Where Sobel is at her best is when figuration and abstraction rub together like tectonic plates, retaining a palpable visual tension but never allowing for an earthquake to happen. It is also in these, where Sobel mines her early life in the Ukraine in an explicit yet deeply codified way. There is a greater glimpse in at Sobel’s interior world which is implicitly understood as being vulnerable, even endearing, if never fully explained. “What does seem obvious is that for her the call to art implied a return in both style and content to the shtetl of your youth,” writes art historian Gail Levin in Janet Sobel: Primitivist, surrealist, and Abstract Expressionist. “Her palette, which is almost always brightly coloured, and her fascination with patterns, ornament, and compositions without empty spaces (which suggests the horror vacui that is typical of many outsider artists) recall Ukrainian Folk Art.” She further reinforces this point by including an anecdote about one of her students, Mariya Tarassishina, a recent Ukrainian emigrant, who, upon seeing Sobel’s work at Gary Snyder Fine Art, began pointing and exclaiming at the specific references she recognized such as female figures wearing vinok z kvitiv, wreaths of flowers worn by unmarried women, strichky, ribbons worn on their own or with flowers, and hystka, a scarf or shawl often worn by married women. Yet, their deeply personal meaning, that being what Sobel articulated only visually and never verbally, as soon as it flashed in her mind’s eye so vividly and powerfully, brings to mind a more interesting comparison if one had to be made: Forrest Bess.

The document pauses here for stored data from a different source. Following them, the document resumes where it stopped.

//! Content-derived identifiers for selectors and declarations.
//!
//! Ids come from a 31-multiplier polynomial hash over UTF-16 code units,
//! wrapped to 32-bit signed range at every step. Identical content always
//! yields the same id, which is what lets a merge drop duplicate declarations.

use crate::style::declaration::{UnitKind, Value};

/// Prefix for every issued id, so an id never reads as a bare number.
pub const ID_PREFIX: char = 'c';

/// Polynomial string hash (`h = h * 31 + unit`), wrapping in `i32`.
pub fn hash(text: &str) -> i32 {
    text.encode_utf16()
        .fold(0i32, |h, unit| h.wrapping_mul(31).wrapping_add(i32::from(unit)))
}

/// Id derived from a selector name.
pub fn selector_id(name: &str) -> String {
    format!("{}{}", ID_PREFIX, hash(name))
}

/// Fallback id for a selector whose plain id is already held by another
/// name with the same hash: `c` + hash(`name#attempt`).
pub fn salted_selector_id(name: &str, attempt: u32) -> String {
    selector_id(&format!("{}#{}", name, attempt))
}

/// Id derived from a declaration's `(property, value, unit)` triple.
///
/// The `important` flag is deliberately not part of the key.
pub fn declaration_id(property: &str, value: &Value, unit: UnitKind) -> String {
    let key = format!("{}{}{}", property, value.key(), unit.code());
    format!("{}{}", ID_PREFIX, hash(&key))
}
/// Unit tests for vertex.rs
///
/// Tests attribute encoding against formats and the record accessors.

#[cfg(test)]
use glam::{Vec2, Vec3, Vec4};
#[cfg(test)]
use crate::geometry::{AttributeValue, GeometryBuffer, TriMeshVertexData, VertexRecord, WireMeshVertexData};
#[cfg(test)]
use crate::graphics_device::{BufferFormat, BufferUsage, VertexSemantic};

fn read_f32(data: &[u8]) -> Vec<f32> {
    data.chunks_exact(4).map(|c| f32::from_ne_bytes([c[0], c[1], c[2], c[3]])).collect()
}

// ============================================================================
// ATTRIBUTE VALUE TESTS
// ============================================================================

#[test]
fn test_attribute_value_component_count() {
    assert_eq!(AttributeValue::from(Vec2::ZERO).component_count(), 2);
    assert_eq!(AttributeValue::from(Vec3::ZERO).component_count(), 3);
    assert_eq!(AttributeValue::from(Vec4::ZERO).component_count(), 4);
}

#[test]
fn test_write_matching_format() {
    let mut buffer = GeometryBuffer::new(BufferUsage::Vertex, 12);

    AttributeValue::from(Vec3::new(1.0, 2.0, 3.0)).write(BufferFormat::R32G32B32_SFLOAT, &mut buffer);

    assert_eq!(buffer.size(), 12);
    assert_eq!(read_f32(buffer.data()), vec![1.0, 2.0, 3.0]);
}

#[test]
fn test_write_pads_wider_format() {
    let mut buffer = GeometryBuffer::new(BufferUsage::Vertex, 16);

    AttributeValue::from(Vec3::new(0.25, 0.5, 0.75)).write(BufferFormat::R32G32B32A32_SFLOAT, &mut buffer);

    assert_eq!(buffer.size(), 16);
    assert_eq!(read_f32(buffer.data()), vec![0.25, 0.5, 0.75, 0.0]);
}

#[test]
fn test_write_truncates_narrower_format() {
    let mut buffer = GeometryBuffer::new(BufferUsage::Vertex, 8);

    AttributeValue::from(Vec4::new(1.0, 2.0, 3.0, 4.0)).write(BufferFormat::R32G32_SFLOAT, &mut buffer);

    assert_eq!(buffer.size(), 8);
    assert_eq!(read_f32(buffer.data()), vec![1.0, 2.0]);
}

#[test]
fn test_write_size_always_matches_format() {
    let formats = [
        BufferFormat::R8_UINT,
        BufferFormat::R16G16_SINT,
        BufferFormat::R32_SFLOAT,
        BufferFormat::R32G32B32A32_UINT,
    ];

    for format in formats {
        let mut buffer = GeometryBuffer::new(BufferUsage::Vertex, format.size_bytes());
        AttributeValue::from(Vec3::ONE).write(format, &mut buffer);
        assert_eq!(buffer.size(), format.size_bytes() as u64, "Size mismatch for {:?}", format);
        assert_eq!(buffer.element_count(), 1);
    }
}

#[test]
fn test_write_converts_to_unsigned_bytes() {
    let mut buffer = GeometryBuffer::new(BufferUsage::Vertex, 4);

    AttributeValue::from(Vec3::new(255.0, 1.9, 300.0)).write(BufferFormat::R8G8B8A8_UINT, &mut buffer);

    // Rounded toward zero, saturated, missing component padded with 0
    assert_eq!(buffer.data().to_vec(), vec![255u8, 1, 255, 0]);
}

#[test]
fn test_write_converts_to_signed_shorts() {
    let mut buffer = GeometryBuffer::new(BufferUsage::Vertex, 4);

    AttributeValue::from(Vec2::new(-2.5, 40000.0)).write(BufferFormat::R16G16_SINT, &mut buffer);

    let values: Vec<i16> = buffer.data().chunks_exact(2)
        .map(|c| i16::from_ne_bytes([c[0], c[1]]))
        .collect();
    assert_eq!(values, vec![-2, i16::MAX]);
}

#[test]
fn test_write_converts_to_u32() {
    let mut buffer = GeometryBuffer::new(BufferUsage::Vertex, 16);

    AttributeValue::from(Vec4::new(7.0, -1.0, 0.0, 70000.0)).write(BufferFormat::R32G32B32A32_UINT, &mut buffer);

    let values: Vec<u32> = buffer.data().chunks_exact(4)
        .map(|c| u32::from_ne_bytes([c[0], c[1], c[2], c[3]]))
        .collect();
    assert_eq!(values, vec![7, 0, 0, 70000]);
}

// ============================================================================
// VERTEX RECORD TESTS
// ============================================================================

#[test]
fn test_tri_mesh_vertex_data_attributes() {
    let vertex = TriMeshVertexData::new(Vec3::new(1.0, 0.0, 0.0))
        .with_normal(Vec3::Z)
        .with_tex_coord(Vec2::new(0.5, 1.0));

    assert_eq!(vertex.attribute(VertexSemantic::Position), Some(AttributeValue::Float3(Vec3::X)));
    assert_eq!(vertex.attribute(VertexSemantic::Normal), Some(AttributeValue::Float3(Vec3::Z)));
    assert_eq!(vertex.attribute(VertexSemantic::TexCoord), Some(AttributeValue::Float2(Vec2::new(0.5, 1.0))));
    assert_eq!(vertex.attribute(VertexSemantic::Color), None);
    assert_eq!(vertex.attribute(VertexSemantic::Tangent), None);
    assert_eq!(vertex.attribute(VertexSemantic::Bitangent), None);
}

#[test]
fn test_tri_mesh_vertex_data_full() {
    let vertex = TriMeshVertexData::new(Vec3::ZERO)
        .with_color(Vec3::ONE)
        .with_tangent(Vec4::new(1.0, 0.0, 0.0, -1.0))
        .with_bitangent(Vec3::Y);

    assert_eq!(vertex.attribute(VertexSemantic::Color), Some(AttributeValue::Float3(Vec3::ONE)));
    assert_eq!(vertex.attribute(VertexSemantic::Tangent), Some(AttributeValue::Float4(Vec4::new(1.0, 0.0, 0.0, -1.0))));
    assert_eq!(vertex.attribute(VertexSemantic::Bitangent), Some(AttributeValue::Float3(Vec3::Y)));
}

#[test]
fn test_wire_mesh_vertex_data_attributes() {
    let vertex = WireMeshVertexData::new(Vec3::Y).with_color(Vec3::new(1.0, 0.0, 0.0));

    assert_eq!(vertex.attribute(VertexSemantic::Position), Some(AttributeValue::Float3(Vec3::Y)));
    assert_eq!(vertex.attribute(VertexSemantic::Color), Some(AttributeValue::Float3(Vec3::X)));
    assert_eq!(vertex.attribute(VertexSemantic::Normal), None);
    assert_eq!(vertex.attribute(VertexSemantic::TexCoord), None);
}
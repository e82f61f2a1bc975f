//! Geometry building module
//!
//! Accumulates vertex and index data into upload-ready byte buffers according
//! to a `GeometryOptions` layout.

mod buffer;
mod geometry;
mod options;
mod vertex;
mod writer;

pub use buffer::GeometryBuffer;
pub use geometry::Geometry;
pub use options::{GeometryOptions, VertexAttributeLayout};
pub use vertex::{AttributeValue, VertexRecord, TriMeshVertexData, WireMeshVertexData};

This is seen at its best in the outstanding gouache on board Untitled (c.1942), depicting three women knitting, with sullen faces and brightly coloured clothes and bandanas. Above floral life, whimsical and magical, and in areas realistically rendered, explode through the earthy brown of unpainted canvas below, areas of which bleed through. Here, Sobel hit’s on it. There is a delicate poise, and the interplay between the more abstracted and figurative elements are like a collision between the twilight romance of Singer Sargent’s garden scenes and the vibrant colours and operatic activation of space in Kandinsky’s paintings, while at the same time the women are brimming with the intricacies of those in Alice Munro’s stories; sadness, fear, survival, identity, tradition. It’s a sumptuously complex work that is also somewhat paired back for Sobel, and if nothing more, illustrates irrefutably that Sobel had and still has plenty more to say.